James Miller is at a small function to talk about his new book “Certified Copy”. It’s a discourse on the artistic value of reproductions. Therein, we are introduced to what is to be the crucial theme of Kiarostami’s feature. A mother brings her uninterested son along to the function forcing her to leave early. We’re not exactly sure where the film intends to go from there when the next morning the writer shows up at the woman’s shop and the two head for a day out in Tuscany.
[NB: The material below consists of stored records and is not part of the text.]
//! Bounded waiting for worker echoes.
//!
//! The control thread polls with exponential backoff. It never spins and never
//! blocks forever: after the configured bound the wait gives up, and the
//! generation it was waiting on stays pending rather than being freed.

use std::thread;
use std::time::{Duration, Instant};

use tracing::{debug, error, warn};

use crate::config::QuiescenceConfig;
use crate::error::{CoreError, Result};
use crate::generation::ResourceKind;

/// Result of one poll of the echo board.
#[derive(Debug, Clone, PartialEq, Eq)]
pub enum Progress {
    /// Nothing left to wait for.
    Quiescent,
    /// `generation` is still held by the workers listed in `laggards`.
    Waiting { generation: u64, laggards: Vec<usize> },
}

/// Exponential backoff between polls.
#[derive(Debug)]
pub struct Backoff {
    next: Duration,
    max: Duration,
}

impl Backoff {
    pub fn new(initial: Duration, max: Duration) -> Self {
        Self { next: initial, max }
    }

    /// The delay to sleep now; doubles the following one up to the cap.
    pub fn step(&mut self) -> Duration {
        let current = self.next;
        self.next = (self.next * 2).min(self.max);
        current
    }
}

/// Poll until `poll` reports quiescence or the give-up bound passes.
///
/// Returns how long the wait took.
pub fn await_quiescence<F>(
    config: &QuiescenceConfig,
    kind: ResourceKind,
    mut poll: F,
) -> Result<Duration>
where
    F: FnMut() -> Progress,
{
    let start = Instant::now();
    let mut backoff = Backoff::new(config.poll_initial(), config.poll_max());
    let mut warned = false;

    loop {
        let (generation, laggards) = match poll() {
            Progress::Quiescent => {
                let waited = start.elapsed();
                debug!(%kind, ?waited, "quiescent");
                return Ok(waited);
            }
            Progress::Waiting {
                generation,
                laggards,
            } => (generation, laggards),
        };

        let waited = start.elapsed();
        if waited >= config.give_up_after() {
            error!(%kind, generation, workers = ?laggards, ?waited, "workers never echoed; generation stays pending");
            return Err(CoreError::QuiescenceStalled {
                kind,
                generation,
                workers: laggards,
                waited,
            });
        }
        if !warned && waited >= config.warn_after() {
            warn!(%kind, generation, workers = ?laggards, ?waited, "still waiting for workers to echo");
            warned = true;
        }

        thread::sleep(backoff.step());
    }
}

#[cfg(test)]
mod tests {
    use super::*;

    fn fast_config() -> QuiescenceConfig {
        QuiescenceConfig {
            poll_initial_ms: 1,
            poll_max_ms: 2,
            warn_after_ms: 5,
            give_up_after_ms: 30,
        }
    }

    #[test]
    fn test_backoff_doubles_to_cap() {
        let mut backoff = Backoff::new(Duration::from_millis(1), Duration::from_millis(5));
        let steps: Vec<_> = (0..5).map(|_| backoff.step().as_millis()).collect();
        assert_eq!(steps, vec![1, 2, 4, 5, 5]);
    }

    #[test]
    fn test_immediately_quiescent() {
        let mut polls = 0;
        let result = await_quiescence(&fast_config(), ResourceKind::Sockets, || {
            polls += 1;
            Progress::Quiescent
        });
        assert!(result.is_ok());
        assert_eq!(polls, 1);
    }

    #[test]
    fn test_waits_until_quiescent() {
        let mut polls = 0;
        let result = await_quiescence(&fast_config(), ResourceKind::Raw, || {
            polls += 1;
            if polls < 4 {
                Progress::Waiting {
                    generation: 1,
                    laggards: vec![0],
                }
            } else {
                Progress::Quiescent
            }
        });
        assert!(result.is_ok());
        assert_eq!(polls, 4);
    }

    #[test]
    fn test_gives_up_with_laggards() {
        let err = await_quiescence(&fast_config(), ResourceKind::Catalog, || {
            Progress::Waiting {
                generation: 7,
                laggards: vec![2, 3],
            }
        })
        .unwrap_err();

        match err {
            CoreError::QuiescenceStalled {
                kind,
                generation,
                workers,
                waited,
            } => {
                assert_eq!(kind, ResourceKind::Catalog);
                assert_eq!(generation, 7);
                assert_eq!(workers, vec![2, 3]);
                assert!(waited >= Duration::from_millis(30));
            }
            other => panic!("unexpected error: {other}"),
        }
    }
}
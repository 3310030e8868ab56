//! In-memory zone database.
//!
//! A `Catalog` is built privately by the control plane (`db_load`) and, once
//! published, never changes again. Workers look records up through shared
//! references only.

use std::collections::BTreeMap;
use std::fmt;
use std::str::FromStr;

/// A DNS record type code.
#[derive(Debug, Clone, Copy, PartialEq, Eq, PartialOrd, Ord, Hash)]
pub struct RecordType(pub u16);

impl RecordType {
    pub const A: RecordType = RecordType(1);
    pub const NS: RecordType = RecordType(2);
    pub const CNAME: RecordType = RecordType(5);
    pub const SOA: RecordType = RecordType(6);
    pub const PTR: RecordType = RecordType(12);
    pub const MX: RecordType = RecordType(15);
    pub const TXT: RecordType = RecordType(16);
    pub const AAAA: RecordType = RecordType(28);
    pub const SRV: RecordType = RecordType(33);

    const NAMES: [(RecordType, &'static str); 9] = [
        (RecordType::A, "A"),
        (RecordType::NS, "NS"),
        (RecordType::CNAME, "CNAME"),
        (RecordType::SOA, "SOA"),
        (RecordType::PTR, "PTR"),
        (RecordType::MX, "MX"),
        (RecordType::TXT, "TXT"),
        (RecordType::AAAA, "AAAA"),
        (RecordType::SRV, "SRV"),
    ];
}

impl fmt::Display for RecordType {
    fn fmt(&self, f: &mut fmt::Formatter<'_>) -> fmt::Result {
        match Self::NAMES.iter().find(|(t, _)| t == self) {
            Some((_, name)) => f.write_str(name),
            None => write!(f, "TYPE{}", self.0),
        }
    }
}

impl FromStr for RecordType {
    type Err = ();

    fn from_str(s: &str) -> Result<Self, Self::Err> {
        if let Some((t, _)) = Self::NAMES.iter().find(|(_, n)| n.eq_ignore_ascii_case(s)) {
            return Ok(*t);
        }
        let code = s
            .get(..4)
            .filter(|p| p.eq_ignore_ascii_case("TYPE"))
            .and_then(|_| s[4..].parse().ok())
            .ok_or(())?;
        Ok(RecordType(code))
    }
}

/// Lower-case a name and make it absolute.
pub fn normalize_name(name: &str) -> String {
    let mut normalized = name.to_ascii_lowercase();
    if !normalized.ends_with('.') {
        normalized.push('.');
    }
    normalized
}

/// One resource record. `rdata` is kept in presentation form.
#[derive(Debug, Clone, PartialEq, Eq)]
pub struct Record {
    pub name: String,
    pub rtype: RecordType,
    pub ttl: u32,
    pub rdata: String,
}

impl Record {
    pub fn new(name: &str, rtype: RecordType, ttl: u32, rdata: impl Into<String>) -> Self {
        Self {
            name: normalize_name(name),
            rtype,
            ttl,
            rdata: rdata.into(),
        }
    }
}

/// Records under one origin.
#[derive(Debug, Clone, Default)]
pub struct Zone {
    origin: String,
    records: BTreeMap<(String, RecordType), Vec<Record>>,
}

impl Zone {
    pub fn new(origin: &str) -> Self {
        Self {
            origin: normalize_name(origin),
            records: BTreeMap::new(),
        }
    }

    pub fn origin(&self) -> &str {
        &self.origin
    }

    pub fn insert(&mut self, record: Record) {
        self.records
            .entry((record.name.clone(), record.rtype))
            .or_default()
            .push(record);
    }

    pub fn lookup(&self, name: &str, rtype: RecordType) -> Option<&[Record]> {
        self.records
            .get(&(normalize_name(name), rtype))
            .map(Vec::as_slice)
    }

    pub fn record_count(&self) -> usize {
        self.records.values().map(Vec::len).sum()
    }
}

/// The zone database.
#[derive(Debug, Clone, Default)]
pub struct Catalog {
    zones: BTreeMap<String, Zone>,
}

impl Catalog {
    pub fn new() -> Self {
        Self::default()
    }

    /// The zone for `origin`, created empty if missing.
    pub fn zone_mut(&mut self, origin: &str) -> &mut Zone {
        let origin = normalize_name(origin);
        self.zones
            .entry(origin.clone())
            .or_insert_with(|| Zone::new(&origin))
    }

    /// Insert `record` into the zone at `origin`.
    pub fn insert(&mut self, origin: &str, record: Record) {
        self.zone_mut(origin).insert(record);
    }

    /// The zone with the longest origin that `name` falls under.
    pub fn find_zone(&self, name: &str) -> Option<&Zone> {
        let name = normalize_name(name);
        let mut candidate = name.as_str();
        loop {
            if let Some(zone) = self.zones.get(candidate) {
                return Some(zone);
            }
            if candidate == "." {
                return None;
            }
            candidate = match candidate.find('.') {
                Some(i) if i + 1 < candidate.len() => &candidate[i + 1..],
                _ => ".",
            };
        }
    }

    pub fn lookup(&self, name: &str, rtype: RecordType) -> Option<&[Record]> {
        self.find_zone(name)?.lookup(name, rtype)
    }

    pub fn zones(&self) -> impl Iterator<Item = &Zone> {
        self.zones.values()
    }

    pub fn zone_count(&self) -> usize {
        self.zones.len()
    }

    pub fn record_count(&self) -> usize {
        self.zones.values().map(Zone::record_count).sum()
    }

    pub fn is_empty(&self) -> bool {
        self.zones.is_empty()
    }
}
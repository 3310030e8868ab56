use std::net::SocketAddr;
use std::path::PathBuf;
use std::sync::Arc;

use anyhow::Context;
use clap::Parser;
use mvirt_dns::Core;
use mvirt_dns::adapter::{AdapterFactory, MemoryAdapters, UnsupportedAdapters};
use mvirt_dns::catalog::Catalog;
use mvirt_dns::config::{CapabilityFlags, Configuration};
use mvirt_dns::handler::RefusingHandler;
use mvirt_dns::zonefile::{TextZonefileLoader, ZonefileLoader};
use tokio::signal::unix::{SignalKind, signal};
use tokio::task::JoinHandle;
use tracing::{error, info, warn};
use tracing_subscriber::EnvFilter;

#[derive(Parser)]
#[command(name = "mvirt-dns")]
#[command(about = "mvirt authoritative DNS data plane")]
struct Args {
    /// JSON configuration file, re-read on SIGHUP
    #[arg(short, long)]
    config: Option<PathBuf>,

    /// Number of worker threads (overrides the file)
    #[arg(short, long)]
    threads: Option<usize>,

    /// UDP listen address, repeatable (overrides the file)
    #[arg(short, long)]
    listen: Vec<SocketAddr>,

    /// Zonefile to serve, repeatable (overrides the file)
    #[arg(short, long)]
    zonefile: Vec<PathBuf>,

    /// Pin workers to CPUs
    #[arg(long)]
    pin: bool,

    /// Parse the zonefiles, print totals and exit
    #[arg(long)]
    check: bool,

    /// Use in-memory adapters instead of capturing on real interfaces
    #[arg(long)]
    offline: bool,

    /// Capture with PF_RING
    #[arg(long)]
    pfring: bool,

    /// Queue transmits instead of sending inline
    #[arg(long)]
    sendq: bool,

    /// Log every packet at trace level
    #[arg(long)]
    packet_trace: bool,
}

impl Args {
    fn flags(&self) -> CapabilityFlags {
        CapabilityFlags {
            pfring: self.pfring,
            sendq: self.sendq,
            offline: self.offline,
            packet_trace: self.packet_trace,
            zonefile_check: self.check,
        }
    }

    fn load_config(&self) -> anyhow::Result<Configuration> {
        let mut config = match &self.config {
            Some(path) => Configuration::from_file(path)
                .with_context(|| format!("loading {}", path.display()))?,
            None => Configuration::default(),
        };
        if let Some(threads) = self.threads {
            config.worker_threads = threads;
        }
        if !self.listen.is_empty() {
            config.listen = self.listen.clone();
        }
        if !self.zonefile.is_empty() {
            config.zonefiles = self.zonefile.clone();
        }
        config.cpu_pinning |= self.pin;
        Ok(config)
    }
}

#[tokio::main(flavor = "current_thread")]
async fn main() -> anyhow::Result<()> {
    tracing_subscriber::fmt()
        .with_env_filter(EnvFilter::from_default_env().add_directive("mvirt_dns=info".parse()?))
        .init();

    let args = Args::parse();
    let mut config = args.load_config()?;
    let loader = TextZonefileLoader;

    if args.check {
        let stats = loader
            .parse_all(&mut Catalog::new(), &config)
            .context("zonefile check failed")?;
        println!(
            "{} files, {} bytes, {} records",
            stats.files, stats.bytes, stats.records
        );
        return Ok(());
    }

    let adapters: Arc<dyn AdapterFactory> = if args.offline {
        Arc::new(MemoryAdapters::new())
    } else {
        Arc::new(UnsupportedAdapters)
    };
    let mut core = Core::new(args.flags(), adapters, Arc::new(RefusingHandler));

    let initial = Configuration::empty();
    core.reload_catalog(&config, &loader)
        .context("loading zonefiles")?;
    core.change_worker_sockets(&config, &initial)
        .context("binding sockets")?;
    core.change_worker_threads(&config, &initial)
        .context("starting workers")?;
    info!(
        workers = core.worker_count(),
        sockets = ?core.socket_addrs(),
        "mvirt-dns running"
    );

    let mut sighup = signal(SignalKind::hangup()).context("installing SIGHUP handler")?;
    let mut sigint = signal(SignalKind::interrupt()).context("installing SIGINT handler")?;
    let mut sigterm = signal(SignalKind::terminate()).context("installing SIGTERM handler")?;

    loop {
        tokio::select! {
            _ = sighup.recv() => {
                info!("Received SIGHUP, reloading");
                let new = match args.load_config() {
                    Ok(new) => new,
                    Err(e) => {
                        error!(error = %e, "configuration reload failed, keeping current");
                        continue;
                    }
                };

                // A stop signal during the reload waits for it: the core is on
                // the blocking thread until its bounded quiescence waits end.
                let mut task = spawn_reload(core, new, config.clone(), TextZonefileLoader);
                let mut stop = false;
                let (reloaded, applied) = loop {
                    tokio::select! {
                        done = &mut task => break done.context("reload task failed")?,
                        _ = sigint.recv(), if !stop => {
                            info!("Received SIGINT, shutting down after reload...");
                            stop = true;
                        }
                        _ = sigterm.recv(), if !stop => {
                            info!("Received SIGTERM, shutting down after reload...");
                            stop = true;
                        }
                    }
                };
                core = reloaded;
                config = applied;
                if stop {
                    break;
                }
            }
            _ = sigint.recv() => {
                info!("Received SIGINT, shutting down...");
                break;
            }
            _ = sigterm.recv() => {
                info!("Received SIGTERM, shutting down...");
                break;
            }
        }
    }

    core.shutdown();
    info!("mvirt-dns stopped");
    Ok(())
}

/// Run [`reload`] on the blocking pool so signals are still received while
/// it waits on workers. The core comes back with the applied configuration.
fn spawn_reload<L>(mut core: Core, new: Configuration, old: Configuration, loader: L) -> JoinHandle<(Core, Configuration)>
where
    L: ZonefileLoader + Send + 'static,
{
    tokio::task::spawn_blocking(move || {
        let applied = reload(&mut core, new, &old, &loader);
        (core, applied)
    })
}

/// Apply `new` over `old`: catalog, then sockets, then threads. A failed step
/// keeps its part of `old`; the configuration actually in force is returned.
fn reload(core: &mut Core, new: Configuration, old: &Configuration, loader: &dyn ZonefileLoader) -> Configuration {
    let mut applied = new.clone();

    if let Err(e) = core.reload_catalog(&new, loader) {
        error!(error = %e, "catalog reload failed");
        applied.zonefiles = old.zonefiles.clone();
    }
    if let Err(e) = core.change_worker_sockets(&new, old) {
        error!(error = %e, "socket reload failed");
        applied.listen = old.listen.clone();
        applied.interfaces = old.interfaces.clone();
    }
    if let Err(e) = core.change_worker_threads(&new, old) {
        error!(error = %e, "worker resize failed");
    }
    applied.worker_threads = core.worker_count();

    for kind in mvirt_dns::generation::ResourceKind::ALL {
        let pending = core.pending_retirements(kind);
        if pending > 0 {
            warn!(%kind, pending, "generations still waiting for workers");
        }
    }
    applied
}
Thus, the film’s aim is to be a simple collection of conversation but that simplicity is not simply created. Kiarostami strikes gold in the form of his leading lady. Juliette Binoche’s work in The English Patient ranks as one of my favourite supporting performance but her work here is easily the finest I’ve seen her. She moves through the range of sensibilities from melodramatic to comedic in English, Italian and French. Opera singer William Shimmell represents both her foil and her ally. He doesn’t have the same fluidity of Binoche, but few actors do, and although his fustiness comes across a bit perceptibly it would seem that it is necessary for Binoche’s spritely characterisation to reach its potential. Our lady retreats to the bathroom to put her armour of lipstick and potentially fake jewellery which our critic fails to notice, and it leads a ferocious conversation - the film's highlight. The passion of it depends not on who they are, but how beautifully they interact.